The main reasons are employees and training. Williamowsky says restaurants experience their highest employee turnover in their opening months, so they overstaff to compensate. They also have to make a staff-wide investment in training. “You’re practicing with more food and getting them to learn, and you’re giving away more food to guests, so your overall costs with everything is usually a lot higher in your first year than once you’re settled in,” he says. More than half of Cause’s expenses came from payroll. The four founders took no compensation of any kind. The general manager had the highest salary at $50,000.
It often takes six to 12 months for restaurants to get into the black, Williamowsky says, and if they’re operated by first-timers, probably longer. He says the fact that Cause had revenues of slightly more than $220,000 in its first quarter is “not great, but it’s not horrible” for a neighborhood place. “If they manage their labor better and bring that down significantly, then they should be able to make money it looks like, based off of these numbers,” Williamowsky says. It should help that diners generally like the place and its eclectic menu, which has items like fried oysters with kimchee, a lamb bacon burger, and African chicken groundnut stew.

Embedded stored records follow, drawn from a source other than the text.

//! Sentence handlers: GGA, GNS, GSA, GSV, VTG, ZDA, TXT.
//!
//! Each handler is invoked only once the caller has confirmed
//! `config.use_sentence(code)` (TXT is always handled). Every handler
//! operates in "data sentence scope" — cache writes are tagged
//! `is_control=false` — and the caller flushes the cache once the handler
//! returns. Grounded on `nmea0183tomqtt.c`'s `recvd_gga_gns`, `recvd_gsa`,
//! `recvd_vtg`, `recvd_zda`, `recvd_txt`.

use chrono::{Local, NaiveDate, TimeZone};
use log::{log, Level};

use crate::cache::{Cache, FL_IGN_DEF_TALKER, FL_NO_CACHE, FL_RETAIN};
use crate::config::RuntimeConfig;
use crate::nmea::{apply_hemisphere, nmea_deg, to_double, Sentence};
use crate::tracker::SatTracker;

const QUALITY: &[&str] = &[
    "none", "gps", "dgps", "pps", "rtk", "float-rtk", "estimated", "manual input", "simulation",
];
const GSA_MODE: &[&str] = &["", "no fix", "2D", "3D"];
const GNS_MODE_CHARS: &str = "NADPRFEMS";
const GNS_TALKERS: &[&str] = &["gp", "gl", "gb", "ga"];

fn quality_str(idx: usize) -> &'static str {
    QUALITY.get(idx).copied().unwrap_or("")
}

/// GGA / GNS: position, fix quality (or per-talker mode), sats-in-use,
/// HDOP, altitude, geoid separation, differential age/id.
pub fn recvd_gga_gns(
    s: &mut Sentence,
    is_gga: bool,
    talker: &str,
    cache: &mut Cache,
    config: &RuntimeConfig,
    tracker: &mut SatTracker,
    out: &mut Vec<crate::cache::PendingPublish>,
) {
    s.skip(); // UTC within day

    let mut lat = nmea_deg(s.tok());
    lat = apply_hemisphere(lat, s.tok());
    cache.publish(config, Some(talker), "lat", FL_RETAIN, fmt7(lat), true, out);

    let mut lon = nmea_deg(s.tok());
    lon = apply_hemisphere(lon, s.tok());
    cache.publish(config, Some(talker), "lon", FL_RETAIN, fmt7(lon), true, out);

    if is_gga {
        let quality: usize = s.tok().parse().unwrap_or(0);
        cache.publish(config, Some(talker), "quality", FL_RETAIN, quality_str(quality), true, out);
    } else {
        let modes = s.tok();
        for (ch, gns_talker) in modes.chars().zip(GNS_TALKERS.iter()) {
            let idx = GNS_MODE_CHARS
                .find(ch.to_ascii_uppercase())
                .unwrap_or(0);
            cache.publish(config, Some(gns_talker), "mode", FL_RETAIN, quality_str(idx), true, out);
        }
    }

    let satuse: i32 = s.tok().parse().unwrap_or(0);
    cache.publish(
        config,
        Some(talker),
        "satuse",
        FL_RETAIN | FL_IGN_DEF_TALKER,
        satuse.to_string(),
        true,
        out,
    );
    tracker.satuse_updated(talker, satuse, config, cache, out);

    let hdop = to_double(s.tok());
    if !config.use_sentence("GSA") {
        cache.publish(config, Some(talker), "hdop", FL_RETAIN, fmt1(hdop), true, out);
    }

    let alt = to_double(s.tok());
    cache.publish(config, Some(talker), "alt", FL_RETAIN, fmt1(alt), true, out);
    s.skip(); // unit, always "M"

    let geoid = to_double(s.tok());
    cache.publish(config, Some(talker), "geoid", FL_RETAIN, fmt1(geoid), true, out);
    if is_gga {
        s.skip(); // unit "M"
    }

    let diff_age = s.tok();
    cache.publish(config, Some(talker), "diff/age", FL_RETAIN, diff_age, true, out);
    let diff_id = s.tok();
    cache.publish(config, Some(talker), "diff/id", FL_RETAIN, diff_id, true, out);
}

/// GSA: selection mode skipped, fix mode, 12 satellite-ID fields skipped,
/// PDOP/HDOP/VDOP, optional packet number (defaults to 1).
pub fn recvd_gsa(
    s: &mut Sentence,
    talker: &str,
    cache: &mut Cache,
    config: &RuntimeConfig,
    out: &mut Vec<crate::cache::PendingPublish>,
) {
    s.skip(); // selection mode
    let mode: usize = s.tok().parse().unwrap_or(0);
    for _ in 0..12 {
        s.skip();
    }
    let pdop = to_double(s.tok());
    let hdop = to_double(s.tok());
    let vdop = to_double(s.tok());
    let pktnr: u32 = s.tok_opt().unwrap_or("1").parse().unwrap_or(1);

    if pktnr == 1 {
        let mode_str = GSA_MODE.get(mode).copied().unwrap_or("");
        cache.publish(config, Some(talker), "mode", FL_RETAIN, mode_str, true, out);
        cache.publish(config, Some(talker), "pdop", FL_RETAIN, fmt1(pdop), true, out);
        cache.publish(config, Some(talker), "hdop", FL_RETAIN, fmt1(hdop), true, out);
        cache.publish(config, Some(talker), "vdop", FL_RETAIN, fmt1(vdop), true, out);
    }
}

/// VTG: true heading, magnetic heading, speed. The three skipped fields
/// between magnetic heading and speed are the "M" unit, speed-in-knots and
/// its "N" unit — `speed` publishes the speed-over-ground in km/h.
pub fn recvd_vtg(
    s: &mut Sentence,
    talker: &str,
    cache: &mut Cache,
    config: &RuntimeConfig,
    out: &mut Vec<crate::cache::PendingPublish>,
) {
    let true_heading = to_double(s.tok());
    cache.publish(config, Some(talker), "heading", FL_RETAIN, fmt2(true_heading), true, out);
    s.skip(); // 'T'
    let mag_heading = to_double(s.tok());
    cache.publish(
        config,
        Some(talker),
        "heading/magnetic",
        FL_RETAIN,
        fmt2(mag_heading),
        true,
        out,
    );
    for _ in 0..3 {
        s.skip(); // 'M', speed (knots), 'N'
    }
    let speed = to_double(s.tok());
    cache.publish(config, Some(talker), "speed", FL_RETAIN, fmt2(speed), true, out);
}

/// GSV: packet count/index, sats-in-view, up to 4 (prn, elv, azm, snr)
/// tuples. Hands off to the satellite tracker, which owns the block
/// protocol and the retained `sat/*`/`satview`/`sattrack` publishing.
pub fn recvd_gsv(
    s: &mut Sentence,
    talker: &str,
    cache: &mut Cache,
    config: &RuntimeConfig,
    tracker: &mut SatTracker,
    out: &mut Vec<crate::cache::PendingPublish>,
) {
    let msgcnt: u32 = s.tok().parse().unwrap_or(0);
    let msgidx: u32 = s.tok().parse().unwrap_or(0);
    let nsat: i32 = s.tok().parse().unwrap_or(0);

    let mut tuples = Vec::with_capacity(4);
    for _ in 0..4 {
        let prn_tok = s.tok();
        if prn_tok.is_empty() {
            break;
        }
        let prn: u32 = prn_tok.parse().unwrap_or(0);
        let elv: i32 = s.tok().parse().unwrap_or(0);
        let azm: i32 = s.tok().parse().unwrap_or(0);
        let snr: i32 = s.tok_opt().and_then(|t| t.parse().ok()).unwrap_or(-1);
        tuples.push(crate::tracker::SatTuple { prn, elv, azm, snr });
    }

    tracker.recvd_gsv(talker, msgcnt, msgidx, nsat, &tuples, config, cache, out);
}

/// ZDA: HHMMSS, DD, MM, YYYY -> UTC epoch + localized datetime string.
pub fn recvd_zda(
    s: &mut Sentence,
    talker: &str,
    cache: &mut Cache,
    config: &RuntimeConfig,
    out: &mut Vec<crate::cache::PendingPublish>,
) {
    let time_field = s.tok();
    let day: u32 = s.tok().parse().unwrap_or(1);
    let month: u32 = s.tok().parse().unwrap_or(1);
    let year: i32 = s.tok().parse().unwrap_or(1970);

    let val: u64 = time_field.parse().unwrap_or(0);
    let sec = (val % 100) as u32;
    let val = val / 100;
    let min = (val % 100) as u32;
    let hour = (val / 100) as u32;

    let epoch = NaiveDate::from_ymd_opt(year, month, day)
        .and_then(|d| d.and_hms_opt(hour, min, sec))
        .map(|dt| dt.and_utc().timestamp())
        .unwrap_or(0);

    cache.publish(config, Some(talker), "utc", FL_RETAIN, epoch.to_string(), true, out);

    // "datetime" is localtime, matching recvd_zda's localtime(&tim); "utc" above is the epoch.
    let dt = Local.timestamp_opt(epoch, 0).single();
    let formatted = dt
        .map(|dt| dt.format("%a %d %b %Y %H:%M:%S").to_string())
        .unwrap_or_default();
    cache.publish(config, Some(talker), "datetime", FL_RETAIN, formatted, true, out);
}

/// TXT: logs the receiver's own diagnostic text at a mapped level. Never
/// publishes to MQTT.
pub fn recvd_txt(s: &mut Sentence, talker: &str, source: &str) {
    s.skip();
    s.skip();
    let severity: u32 = s.tok().parse().unwrap_or(u32::MAX);
    let msg = s.tok_opt();
    let level = match severity {
        0 => Some(Level::Error),
        1 => Some(Level::Warn),
        2 => Some(Level::Info), // NOTICE has no direct `log` equivalent; Info is the closest non-debug level
        7 => Some(Level::Info),
        _ => None,
    };
    if let (Some(level), Some(msg)) = (level, msg) {
        log!(
            level,
            "{source} {}{}TXT '{msg}'",
            talker.chars().next().unwrap_or(' ').to_ascii_uppercase(),
            talker.chars().nth(1).unwrap_or(' ').to_ascii_uppercase()
        );
    }
}

fn fmt7(v: f64) -> String {
    if v.is_nan() {
        String::new()
    } else {
        format!("{v:.7}")
    }
}

fn fmt1(v: f64) -> String {
    if v.is_nan() {
        String::new()
    } else {
        format!("{v:.1}")
    }
}

fn fmt2(v: f64) -> String {
    if v.is_nan() {
        String::new()
    } else {
        format!("{v:.2}")
    }
}

// Re-exported so tracker.rs's GSV handling can reuse the same cache flags
// without duplicating the constant imports.
pub(crate) const GSV_FLAGS: u8 = FL_RETAIN | FL_NO_CACHE | FL_IGN_DEF_TALKER;

#[cfg(test)]
mod tests {
    use super::*;
    use crate::cache::PendingPublish;
    use crate::config::RuntimeConfig;
    use crate::tracker::SatTracker;

    fn cfg() -> RuntimeConfig {
        RuntimeConfig::new_for_test("gps/", Some("gp"))
    }

    fn flush(cache: &mut Cache, out: &mut Vec<PendingPublish>) {
        out.extend(cache.flush(false));
    }

    #[test]
    fn gga_basic_fix() {
        let line = "$GPGGA,123519,4807.038,N,01131.000,E,1,08,0.9,545.4,M,46.9,M,,*47";
        let mut s = Sentence::parse(line).unwrap().unwrap();
        let mut cache = Cache::new();
        let mut tracker = SatTracker::new();
        let config = cfg();
        let mut out = Vec::new();
        recvd_gga_gns(&mut s, true, "gp", &mut cache, &config, &mut tracker, &mut out);
        flush(&mut cache, &mut out);

        let find = |topic: &str| out.iter().find(|p| p.topic == topic).map(|p| p.payload.clone());
        assert_eq!(find("gps/lat"), Some("48.1173000".to_string()));
        assert_eq!(find("gps/lon"), Some("11.5166667".to_string()));
        assert_eq!(find("gps/quality"), Some("gps".to_string()));
        assert_eq!(find("gps/gp/satuse"), Some("8".to_string()));
        assert_eq!(find("gps/hdop"), Some("0.9".to_string()));
        assert_eq!(find("gps/alt"), Some("545.4".to_string()));
        assert_eq!(find("gps/geoid"), Some("46.9".to_string()));
        assert_eq!(find("gps/diff/age"), Some(String::new()));
        assert_eq!(find("gps/diff/id"), Some(String::new()));
    }

    #[test]
    fn identical_second_line_produces_no_publishes() {
        let line = "$GPGGA,123519,4807.038,N,01131.000,E,1,08,0.9,545.4,M,46.9,M,,*47";
        let mut cache = Cache::new();
        let mut tracker = SatTracker::new();
        let config = cfg();
        let mut out = Vec::new();
        let mut s1 = Sentence::parse(line).unwrap().unwrap();
        recvd_gga_gns(&mut s1, true, "gp", &mut cache, &config, &mut tracker, &mut out);
        out.extend(cache.flush(false));

        let mut out2 = Vec::new();
        let mut s2 = Sentence::parse(line).unwrap().unwrap();
        recvd_gga_gns(&mut s2, true, "gp", &mut cache, &config, &mut tracker, &mut out2);
        out2.extend(cache.flush(false));
        assert!(out2.is_empty());
    }

    #[test]
    fn gga_publishes_hdop_only_when_gsa_disabled() {
        let line = "$GPGGA,123519,4807.038,N,01131.000,E,1,08,0.9,545.4,M,46.9,M,,*47";
        let mut s = Sentence::parse(line).unwrap().unwrap();
        let mut cache = Cache::new();
        let mut tracker = SatTracker::new();
        let mut config = cfg();
        config.nmea_use.insert("GSA".to_string(), true);
        let mut out = Vec::new();
        recvd_gga_gns(&mut s, true, "gp", &mut cache, &config, &mut tracker, &mut out);
        flush(&mut cache, &mut out);
        assert!(!out.iter().any(|p| p.topic == "gps/hdop"));
    }

    #[test]
    fn vtg_fields() {
        // speed-over-ground differs between the knots field (005.5) and the
        // km/h field (010.2) so the test fails if the skip count regresses.
        let line = "$GPVTG,054.7,T,034.4,M,005.5,N,010.2,K*48";
        let mut s = Sentence::parse(line).unwrap().unwrap();
        let mut cache = Cache::new();
        let config = cfg();
        let mut out = Vec::new();
        recvd_vtg(&mut s, "gp", &mut cache, &config, &mut out);
        flush(&mut cache, &mut out);
        let find = |topic: &str| out.iter().find(|p| p.topic == topic).map(|p| p.payload.clone());
        assert_eq!(find("gps/heading"), Some("54.70".to_string()));
        assert_eq!(find("gps/heading/magnetic"), Some("34.40".to_string()));
        assert_eq!(find("gps/speed"), Some("10.20".to_string()));
    }

    #[test]
    fn gsa_only_publishes_on_first_packet() {
        let line = "$GPGSA,A,3,04,05,,09,12,,,24,,,,,2.5,1.3,2.1,1*24";
        let mut s = Sentence::parse(line).unwrap().unwrap();
        let mut cache = Cache::new();
        let config = cfg();
        let mut out = Vec::new();
        recvd_gsa(&mut s, "gp", &mut cache, &config, &mut out);
        flush(&mut cache, &mut out);
        assert!(out.iter().any(|p| p.topic == "gps/pdop"));
    }

    #[test]
    fn txt_never_publishes() {
        let line = "$GPTXT,01,01,02,ANTENNA OPEN*26";
        let mut s = Sentence::parse(line).unwrap().unwrap();
        recvd_txt(&mut s, "gp", "<stdin>");
        // No cache interaction at all is the assertion here: nothing to check
        // beyond "doesn't panic", since recvd_txt takes no cache reference.
    }
}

The restaurant has four stars on Yelp and a respectable two-star review from the Washington Post.
Ratwani blames higher-than-anticipated start-up costs and maintenance of the building, which Cause investors own. Electrical problems have plagued the building, along with air-conditioning issues. He says the Cause team has received emails from people since its opening asking how to help, so they thought it made sense to mount a crowdfunding campaign for the A.C. overhaul. Ultimately, Cause raised only $1,238 of its $11,000 goal. Nonetheless, Ratwani says that because of the public campaign, people with air-conditioning expertise offered to help with temporary repairs at no cost. The restaurant still hasn’t found a long-term solution for its A.C. woes.
What Ratwani didn’t expect were some of the negative reactions. He takes particular issue with comparisons of the air-conditioner campaign to a bailout. He points out that the campaign was completely voluntary, and those who gave money will receive incentive gifts in return, such as cocktails, dinner, or T-shirts.
Aside from the material challenges, Ratwani says one of Cause’s biggest obstacles is getting diners to understand the restaurant’s mission and model.
“For some folks, there can be a lot of disbelief in what we’re doing. This really is for real. We really are trying to give away all of our profits and make this model work, and sometimes there are folks who are really sarcastic around that, just sort of disbelievers,” Ratwani says. “I’m happy to entertain skeptics, but sometimes that can get a little out of control.”
Ratwani is reluctant to share his projections going forward. He’s learned how difficult it is to get them right. Still, he says he and his co-founders are in it for the long haul. And even if they didn’t bring in the initial profits they sought, they’re not giving up any time soon.
“I don’t know that we have it 100 percent right…This is sort of experimental and this is new,” Ratwani says. “And we’re not exactly sure what’s going to happen.”